NASA Celebrates the Legacy of the Spitzer Space Telescope


In this artist's rendering of NASA's Spitzer Space Telescope in space, the background is shown in infrared light.
Credits: NASA/JPL-Caltech
Full image and caption

Read more about Spitzer and its legacy with this handy toolkit.

NASA is celebrating the legacy of one of its Great Observatories, the Spitzer Space Telescope, which has studied the universe in infrared light for more than 16 years. The Spitzer mission will come to a close on Jan. 30.

Launched in 2003, Spitzer revealed previously hidden features of known cosmic objects and led to discoveries and insights spanning from our own solar system to nearly the edge of the universe.

"Spitzer taught us how important infrared light is to understanding our universe, both in our own cosmic neighborhood and as far away as the most distant galaxies," said Paul Hertz, director of astrophysics at NASA Headquarters. "The advances we make across many areas in astrophysics in the future will be because of Spitzer's extraordinary legacy."

Spitzer was designed to study "the cold, the old and the dusty," three things astronomers can observe particularly well in infrared light. Infrared light refers to a range of wavelengths on the infrared spectrum, from those measuring about 700 nanometers (too small to see with the naked eye) to about 1 millimeter (about the size of the head of a pin). Different infrared wavelengths can reveal different features of the universe. For example, Spitzer can see things too cold to emit much visible light, including exoplanets (planets outside our solar system), brown dwarfs and cold matter found in the space between stars.

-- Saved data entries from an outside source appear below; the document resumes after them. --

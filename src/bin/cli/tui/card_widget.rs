use ratatui::prelude::*;
use ratatui::widgets::{Block, Borders, Paragraph, Wrap};

use flipcards_lib::CardFace;

use super::app_state::TuiState;

/// Card colors, front and back
const FRONT_BG: Color = Color::Rgb(255, 255, 255);
const BACK_BG: Color = Color::Rgb(145, 194, 175);
const TABLE_BG: Color = Color::Rgb(177, 221, 198);

pub fn draw(f: &mut Frame, area: Rect, state: &TuiState) {
    let card = state.card();

    let (card_bg, text_fg) = match card.face {
        CardFace::Source => (FRONT_BG, Color::Black),
        CardFace::Translation => (BACK_BG, Color::White),
    };

    let table = Block::default().style(Style::default().bg(TABLE_BG));
    let inner = table.inner(area);
    f.render_widget(table, area);

    let card_area = inner.inner(Margin::new(4, 1));
    let block = Block::default()
        .borders(Borders::ALL)
        .border_style(Style::default().fg(Color::DarkGray))
        .style(Style::default().bg(card_bg).fg(text_fg));

    // Center the two lines vertically inside the card
    let padding = card_area.height.saturating_sub(2 + 3) / 2;
    let mut lines: Vec<Line> = (0..padding).map(|_| Line::from("")).collect();
    lines.push(Line::from(Span::styled(
        card.label.clone(),
        Style::default().add_modifier(Modifier::ITALIC),
    )));
    lines.push(Line::from(""));
    lines.push(Line::from(Span::styled(
        card.text.clone(),
        Style::default().add_modifier(Modifier::BOLD),
    )));

    let paragraph = Paragraph::new(lines)
        .block(block)
        .alignment(Alignment::Center)
        .wrap(Wrap { trim: false });

    f.render_widget(paragraph, card_area);
}
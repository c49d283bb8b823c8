use ratatui::layout::{Constraint, Direction, Flex, Layout};
use ratatui::prelude::*;
use ratatui::widgets::{Block, Borders, Clear, Paragraph};

use super::app_state::TuiState;
use super::{card_widget, status_bar};

pub fn draw(f: &mut Frame, state: &mut TuiState) {
    let size = f.area();

    // Main layout: card + buttons + status bar
    let outer = Layout::default()
        .direction(Direction::Vertical)
        .constraints([
            Constraint::Min(7),
            Constraint::Length(3),
            Constraint::Length(1),
        ])
        .split(size);

    card_widget::draw(f, outer[0], state);
    draw_buttons(f, outer[1]);
    status_bar::draw(f, outer[2], state);

    if state.show_help {
        draw_help(f, size);
    }
}

fn draw_buttons(f: &mut Frame, area: Rect) {
    let buttons = Layout::default()
        .direction(Direction::Horizontal)
        .constraints([Constraint::Percentage(50), Constraint::Percentage(50)])
        .split(area);

    let unknown = Paragraph::new("\u{2717}  Didn't know  [n / \u{2190}]")
        .alignment(Alignment::Center)
        .style(Style::default().fg(Color::Red).add_modifier(Modifier::BOLD))
        .block(Block::default().borders(Borders::ALL));
    let known = Paragraph::new("\u{2713}  Knew it  [y / \u{2192}]")
        .alignment(Alignment::Center)
        .style(Style::default().fg(Color::Green).add_modifier(Modifier::BOLD))
        .block(Block::default().borders(Borders::ALL));

    f.render_widget(unknown, buttons[0]);
    f.render_widget(known, buttons[1]);
}

fn draw_help(f: &mut Frame, area: Rect) {
    let [popup] = Layout::horizontal([Constraint::Length(44)])
        .flex(Flex::Center)
        .areas(area);
    let [popup] = Layout::vertical([Constraint::Length(10)])
        .flex(Flex::Center)
        .areas(popup);

    let lines = vec![
        Line::from(""),
        Line::from("  Each card flips after a few seconds."),
        Line::from(""),
        Line::from("  y, \u{2192}, Enter   knew it (remove word)"),
        Line::from("  n, \u{2190}, Space   didn't know (keep word)"),
        Line::from("  ?             toggle this help"),
        Line::from("  q, Esc        quit"),
    ];

    let help = Paragraph::new(lines).block(
        Block::default()
            .title(" Help ")
            .borders(Borders::ALL)
            .border_style(Style::default().fg(Color::Cyan)),
    );

    f.render_widget(Clear, popup);
    f.render_widget(help, popup);
}
use std::io::{self, BufRead, Write};

use anyhow::Result;

use crate::app::App;
use crate::OutputFormat;

pub fn run(app: &App, yes: bool, format: &OutputFormat) -> Result<()> {
    if !yes && !confirm(app)? {
        println!("Cancelled.");
        return Ok(());
    }

    app.reset()?;

    match format {
        OutputFormat::Json => {
            let output = serde_json::json!({
                "reset": true,
                "remainingList": app.store.remaining_path().to_string_lossy(),
            });
            println!("{}", serde_json::to_string_pretty(&output)?);
        }
        OutputFormat::Plain => {
            println!("Progress reset. All words from {} are back.", app.store.default_path().display());
        }
    }

    Ok(())
}

fn confirm(app: &App) -> Result<bool> {
    print!(
        "Delete {} and start over? [y/N] ",
        app.store.remaining_path().display()
    );
    io::stdout().flush()?;

    let mut answer = String::new();
    io::stdin().lock().read_line(&mut answer)?;
    Ok(matches!(answer.trim().to_lowercase().as_str(), "y" | "yes"))
}
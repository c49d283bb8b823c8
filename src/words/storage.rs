//! Storage operations for word lists
//!
//! Both lists are CSV files with a header row naming the two columns:
//! ```text
//! data/
//! ├── french_words.csv     # Full default list (read-only)
//! └── words_to_learn.csv   # Words not yet known (rewritten after each review)
//! ```

use std::fs;
use std::io::ErrorKind;
use std::path::{Path, PathBuf};

use thiserror::Error;

use super::models::*;

#[derive(Error, Debug)]
pub enum WordStoreError {
    #[error("IO error: {0}")]
    Io(#[from] std::io::Error),

    #[error("CSV error: {0}")]
    Csv(#[from] csv::Error),

    #[error("Column '{column}' not found in {}", path.display())]
    MissingColumn { path: PathBuf, column: String },

    #[error("Word list unavailable at {}: {reason}", path.display())]
    DatasetUnavailable { path: PathBuf, reason: String },
}

pub type Result<T> = std::result::Result<T, WordStoreError>;

/// Storage manager for the default and remaining word lists
#[derive(Debug, Clone)]
pub struct WordStore {
    default_path: PathBuf,
    remaining_path: PathBuf,
    columns: Columns,
}

impl WordStore {
    pub fn new(default_path: PathBuf, remaining_path: PathBuf, columns: Columns) -> Self {
        Self {
            default_path,
            remaining_path,
            columns,
        }
    }

    pub fn default_path(&self) -> &Path {
        &self.default_path
    }

    pub fn remaining_path(&self) -> &Path {
        &self.remaining_path
    }

    pub fn columns(&self) -> &Columns {
        &self.columns
    }

    /// Load the words still to learn.
    ///
    /// Falls back to the default list when the remaining list is absent,
    /// empty or unreadable. Never returns an empty set.
    pub fn load(&self) -> Result<WordSet> {
        match self.read_list(&self.remaining_path) {
            Ok(Some(words)) if !words.is_empty() => {
                log::info!(
                    "Loaded {} words from {:?}",
                    words.len(),
                    self.remaining_path
                );
                return Ok(words);
            }
            Ok(Some(_)) => {
                log::info!("{:?} has no words, using default list", self.remaining_path);
            }
            Ok(None) => {
                log::debug!("{:?} does not exist, using default list", self.remaining_path);
            }
            Err(e) => {
                log::warn!(
                    "Ignoring unreadable word list {:?}: {}",
                    self.remaining_path,
                    e
                );
            }
        }

        self.load_default()
    }

    /// Load the full default list
    pub fn load_default(&self) -> Result<WordSet> {
        let unavailable = |reason: String| WordStoreError::DatasetUnavailable {
            path: self.default_path.clone(),
            reason,
        };

        let words = match self.read_list(&self.default_path) {
            Ok(Some(words)) => words,
            Ok(None) => return Err(unavailable("file not found".to_string())),
            Err(e) => return Err(unavailable(e.to_string())),
        };

        if words.is_empty() {
            return Err(unavailable("no words in list".to_string()));
        }

        log::info!("Loaded {} words from {:?}", words.len(), self.default_path);
        Ok(words)
    }

    /// Overwrite the remaining list with `words`.
    ///
    /// Writes a sibling temporary file and renames it into place.
    pub fn persist(&self, words: &WordSet) -> Result<()> {
        if let Some(parent) = self.remaining_path.parent() {
            if !parent.as_os_str().is_empty() {
                fs::create_dir_all(parent)?;
            }
        }

        let tmp_path = self.remaining_path.with_extension("csv.tmp");
        {
            let mut writer = csv::Writer::from_path(&tmp_path)?;
            writer.write_record([&self.columns.source, &self.columns.target])?;
            for entry in words {
                writer.write_record([&entry.source, &entry.target])?;
            }
            writer.flush()?;
        }
        fs::rename(&tmp_path, &self.remaining_path)?;

        log::debug!("Saved {} words to {:?}", words.len(), self.remaining_path);
        Ok(())
    }

    /// Forget all progress by deleting the remaining list
    pub fn reset(&self) -> Result<()> {
        match fs::remove_file(&self.remaining_path) {
            Ok(()) => {
                log::info!("Removed {:?}", self.remaining_path);
                Ok(())
            }
            Err(e) if e.kind() == ErrorKind::NotFound => Ok(()),
            Err(e) => Err(e.into()),
        }
    }

    /// Compare the remaining list against the full default list
    pub fn progress(&self) -> Result<Progress> {
        let total = self.load_default()?.len();
        let remaining = self.load()?.len();
        Ok(Progress::new(total, remaining))
    }

    /// Read a word list. `Ok(None)` means the file does not exist.
    fn read_list(&self, path: &Path) -> Result<Option<WordSet>> {
        let content = match fs::read_to_string(path) {
            Ok(content) => content,
            Err(e) if e.kind() == ErrorKind::NotFound => return Ok(None),
            Err(e) => return Err(e.into()),
        };

        if content.trim().is_empty() {
            return Ok(Some(WordSet::default()));
        }

        parse_word_list(&content, path, &self.columns).map(Some)
    }
}

/// Parse CSV content into a word set, skipping malformed rows
fn parse_word_list(content: &str, path: &Path, columns: &Columns) -> Result<WordSet> {
    let mut reader = csv::ReaderBuilder::new()
        .has_headers(true)
        .flexible(true)
        .from_reader(content.as_bytes());

    let headers: Vec<String> = reader
        .headers()?
        .iter()
        .map(|h| h.trim_start_matches('\u{feff}').trim().to_string())
        .collect();

    let column_index = |name: &str| {
        headers
            .iter()
            .position(|h| h == name)
            .ok_or_else(|| WordStoreError::MissingColumn {
                path: path.to_path_buf(),
                column: name.to_string(),
            })
    };
    let source_col = column_index(&columns.source)?;
    let target_col = column_index(&columns.target)?;

    let mut entries = Vec::new();
    let mut skipped = 0;

    for (row_idx, result) in reader.records().enumerate() {
        let record = match result {
            Ok(r) => r,
            Err(e) => {
                log::warn!("Malformed entry at row {} of {:?}: {}", row_idx + 1, path, e);
                skipped += 1;
                continue;
            }
        };

        let source = record.get(source_col).filter(|s| !s.trim().is_empty());
        let target = record.get(target_col).filter(|s| !s.trim().is_empty());

        match (source, target) {
            (Some(source), Some(target)) => entries.push(WordEntry::new(source, target)),
            _ => {
                log::warn!(
                    "Malformed entry at row {} of {:?}: missing '{}' or '{}'",
                    row_idx + 1,
                    path,
                    columns.source,
                    columns.target
                );
                skipped += 1;
            }
        }
    }

    if skipped > 0 {
        log::warn!("Skipped {} malformed entries in {:?}", skipped, path);
    }

    Ok(WordSet::new(entries))
}
pub mod reset;
pub mod stats;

As for "the old," Spitzer has studied some of the most distant galaxies ever detected. The light from some of them has traveled for billions of years to reach us, enabling scientists to see those objects as they were long, long ago. In fact, working together, Spitzer and the Hubble Space Telescope (which observes primarily in visible light and at shorter infrared wavelengths than those detected by Spitzer) identified and studied the most distant galaxy observed to date. The light we see from that galaxy was emitted 13.4 billion years ago, when the universe was less than 5% of its current age.


The Spitzer Space Telescope (formerly the Space Infrared Telescope Facility or SIRTF) is readied for launch at Cape Canaveral Air Force Station, in 2003.
Credits: NASA
Full image and caption

Among other things, the two observatories found that such early galaxies are heavier than scientists expected. And by studying galaxies closer to us, Spitzer has deepened our understanding of how galaxy formation has evolved during the universe's lifetime.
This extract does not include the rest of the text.